A Win for International Labor Rights? Nike Discloses Overseas Factories

Last week, Nike disclosed a list of all 700 of its overseas production facilities — including factories in China, Thailand, Mexico and Turkey. It has also admitted that abusive working conditions have been uncovered in several Nike facilities. All of this comes as part of Nike’s settlement of the 1998 Kasky case alleging that Nike’s earlier defenses of its labor practices amounted to misrepresentation.

This is an important first in the struggle for transparency in international labor practices. Multinational corporations have generally been reluctant to disclose specific contracts with producers in the developing world under the guise of protecting trade secrets. What corporations really want to avoid is the harsh light of publicity about working conditions in their factories (health and safety problems, child labor, physical abuse, long working hours, less than subsistence wages) from trade unions and human rights NGOs. Nike, itself the subject of negative publicity campaigns and product boycotts in the 1990s because of conditions in its Asian factories (see, e.g., here and here), worked alongside union representatives and human rights activists in reaching the decision to disclose their supply chain.

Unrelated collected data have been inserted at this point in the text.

//! The system node.
//!
//! A singleton record written on every save. It captures which application
//! version created and last wrote the database, the run mode flags, and a
//! signature of the writing process (byte-order sentinel, primitive widths,
//! time settings) that is verified on every open. Databases whose signature
//! does not match the current process are rejected outright; among other
//! things this shuts out pre-v4 databases, which wrote narrower counters.

use crate::config::RunConfig;
use crate::encoding::{NodeData, Reader, Writer, TSTAMP_SIZE};
use crate::error::{Error, Result};
use crate::node::{NodeKind, StoreNode};

/// Packs an application version into one u32, one byte per part.
pub const fn app_version(major: u8, minor: u8, patch: u8, build: u8) -> u32 {
    (major as u32) << 24 | (minor as u32) << 16 | (patch as u32) << 8 | build as u32
}

/// Version of this build, stamped into every database it writes.
pub const VERSION: u32 = app_version(4, 0, 1, 0);

/// Daily/hourly rows written before this version carry no version header.
pub const VERSION_3_3_1_5: u32 = app_version(3, 3, 1, 5);

/// Hosts written before this version carry no last-hit timestamp.
pub const VERSION_3_4_1_1: u32 = app_version(3, 4, 1, 1);

/// Totals written before this version lack several record counts.
pub const VERSION_3_5_1_1: u32 = app_version(3, 5, 1, 1);

/// Sequence ids at or before this version could be drawn from the wrong
/// sequence tables.
pub const VERSION_3_8_0_4: u32 = app_version(3, 8, 0, 4);

/// Value an in-order reader sees; a foreign-endian writer produces the
/// byte-swapped form.
const BYTE_ORDER_MAGIC: u32 = 0x1234_5678;

/// Widths of the primitive types this build writes.
const SIZEOF_COUNTER: u16 = 8;
const SIZEOF_FLOAT: u16 = 8;
const SIZEOF_TSTAMP: u16 = TSTAMP_SIZE as u16;

#[derive(Debug, Clone, Default)]
pub struct SysNode {
    /// Version that created the database; immutable once set
    pub appver: u32,
    /// Version that last wrote the database
    pub appver_last: u32,
    pub incremental: bool,
    pub batch: bool,
    pub utc_time: bool,
    pub utc_offset: i16,
    pub byte_order: u32,
    pub sizeof_counter: u16,
    pub sizeof_float: u16,
    pub sizeof_tstamp: u16,
    /// One-shot fixup: daily/hourly rows have been rewritten with versions
    pub fixed_dhv: bool,
}

impl SysNode {
    /// Resets to what a fresh database written by this process would hold.
    pub fn reset(&mut self, config: &RunConfig) {
        self.appver = 0;
        self.appver_last = 0;
        self.incremental = config.incremental;
        self.batch = config.batch;
        self.utc_time = config.utc_time;
        self.utc_offset = config.utc_offset;
        self.byte_order = BYTE_ORDER_MAGIC;
        self.sizeof_counter = SIZEOF_COUNTER;
        self.sizeof_float = SIZEOF_FLOAT;
        self.sizeof_tstamp = SIZEOF_TSTAMP;
        // nothing to fix in a database this build creates
        self.fixed_dhv = true;
    }

    pub fn check_byte_order(&self) -> Result<()> {
        if self.byte_order != BYTE_ORDER_MAGIC {
            return Err(Error::Incompatible(format!(
                "byte order sentinel {:#010x} does not match {:#010x}",
                self.byte_order, BYTE_ORDER_MAGIC
            )));
        }
        Ok(())
    }

    pub fn check_sizeof(&self) -> Result<()> {
        if self.sizeof_counter != SIZEOF_COUNTER
            || self.sizeof_float != SIZEOF_FLOAT
            || self.sizeof_tstamp != SIZEOF_TSTAMP
        {
            return Err(Error::Incompatible(format!(
                "data type sizes {}:{}:{} do not match {}:{}:{}",
                self.sizeof_counter,
                self.sizeof_float,
                self.sizeof_tstamp,
                SIZEOF_COUNTER,
                SIZEOF_FLOAT,
                SIZEOF_TSTAMP
            )));
        }
        Ok(())
    }

    pub fn check_time_settings(&self, config: &RunConfig) -> Result<()> {
        if self.utc_time != config.utc_time || self.utc_offset != config.utc_offset {
            return Err(Error::Incompatible(format!(
                "time settings utc={}/{:+} do not match the run's utc={}/{:+}",
                self.utc_time, self.utc_offset, config.utc_time, config.utc_offset
            )));
        }
        Ok(())
    }
}

impl NodeData for SysNode {
    const VERSION: u16 = 1;

    fn data_size(&self) -> usize {
        4 + 4 + 3 + 2 + 4 + 2 * 3 + 1
    }

    fn pack_data(&self, w: &mut Writer) {
        w.put_u32(self.appver);
        w.put_u32(self.appver_last);
        w.put_bool(self.incremental);
        w.put_bool(self.batch);
        w.put_bool(self.utc_time);
        w.put_i16(self.utc_offset);
        w.put_u32(self.byte_order);
        w.put_u16(self.sizeof_counter);
        w.put_u16(self.sizeof_float);
        w.put_u16(self.sizeof_tstamp);
        w.put_bool(self.fixed_dhv);
    }

    fn unpack_data(r: &mut Reader, _version: u16) -> Result<Self> {
        let mut node = Self::default();
        node.appver = r.get_u32()?;
        node.appver_last = r.get_u32()?;
        node.incremental = r.get_bool()?;
        node.batch = r.get_bool()?;
        node.utc_time = r.get_bool()?;
        node.utc_offset = r.get_i16()?;
        node.byte_order = r.get_u32()?;
        node.sizeof_counter = r.get_u16()?;
        node.sizeof_float = r.get_u16()?;
        node.sizeof_tstamp = r.get_u16()?;
        node.fixed_dhv = r.get_bool()?;
        Ok(node)
    }
}

impl StoreNode for SysNode {
    const KIND: NodeKind = NodeKind::System;

    fn node_id(&self) -> u64 {
        1
    }

    fn set_node_id(&mut self, _id: u64) {}
}

#[cfg(test)]
mod tests {
    use super::*;
    use crate::encoding::{pack_record, unpack_record};

    #[test]
    fn test_version_packing_orders() {
        assert!(VERSION > VERSION_3_8_0_4);
        assert!(VERSION_3_8_0_4 > VERSION_3_5_1_1);
        assert!(VERSION_3_5_1_1 > VERSION_3_4_1_1);
        assert!(VERSION_3_4_1_1 > VERSION_3_3_1_5);
    }

    #[test]
    fn test_round_trip() {
        let mut node = SysNode::default();
        node.reset(&RunConfig::default().incremental(true));
        node.appver = VERSION;
        node.appver_last = VERSION;
        let buf = pack_record(&node);
        let back: SysNode = unpack_record(&buf).unwrap();
        assert_eq!(back.appver, VERSION);
        assert!(back.incremental);
        assert!(back.fixed_dhv);
        assert!(back.check_byte_order().is_ok());
        assert!(back.check_sizeof().is_ok());
    }

    #[test]
    fn test_signature_checks_reject_mismatch() {
        let mut node = SysNode::default();
        node.reset(&RunConfig::default());
        node.byte_order = BYTE_ORDER_MAGIC.swap_bytes();
        assert!(node.check_byte_order().is_err());

        node.reset(&RunConfig::default());
        // a pre-v4 database wrote 32-bit counters
        node.sizeof_counter = 4;
        assert!(node.check_sizeof().is_err());
    }

    #[test]
    fn test_time_settings_check() {
        let config = RunConfig::default().utc(true, 120);
        let mut node = SysNode::default();
        node.reset(&config);
        assert!(node.check_time_settings(&config).is_ok());
        assert!(node
            .check_time_settings(&RunConfig::default())
            .is_err());
    }
}
//! Record aggregation.
//!
//! One pre-classified log record flows through the time machine, the
//! global counters, and every per-kind table: URL first (so the visit can
//! reference it), then host and visit, then the remaining aggregates.
//! Lookups on a swapped-out table consult the store before concluding a
//! key is new.

use crate::config::find_group;
use crate::error::{Error, Result};
use crate::node::agent::AgentNode;
use crate::node::city::CityNode;
use crate::node::download::{ActiveDownloadNode, DownloadNode};
use crate::node::errors::ErrorNode;
use crate::node::host::HostNode;
use crate::node::referrer::ReferrerNode;
use crate::node::search::SearchNode;
use crate::node::url::{UrlNode, UrlType};
use crate::node::user::UserNode;
use crate::node::visit::VisitNode;
use crate::node::{NodeKind, StoreNode};
use crate::record::LogRecord;
use crate::state::State;
use crate::tstamp::Tstamp;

Labor rights is an area corporations have typically preferred to keep “self-regulated” or subject only to guidelines, as opposed to binding treaties (see, e.g., the OECD Guidelines for MNEs here), on the ground that less regulation promotes competition and helps grow the economies of the labor-providing countries. The move by Nike, which alone employs over 650,000 contract workers around the world, may demonstrate that self-regulation, when combined with the pressure of litigation and far-reaching publicity campaigns, can work. Nike is clearly staking out the high ground among socially conscious consumers and interest groups in the US and Europe with this move; other corporations should follow. Transparency is good for everyone. Let’s see if conditions improve as a result.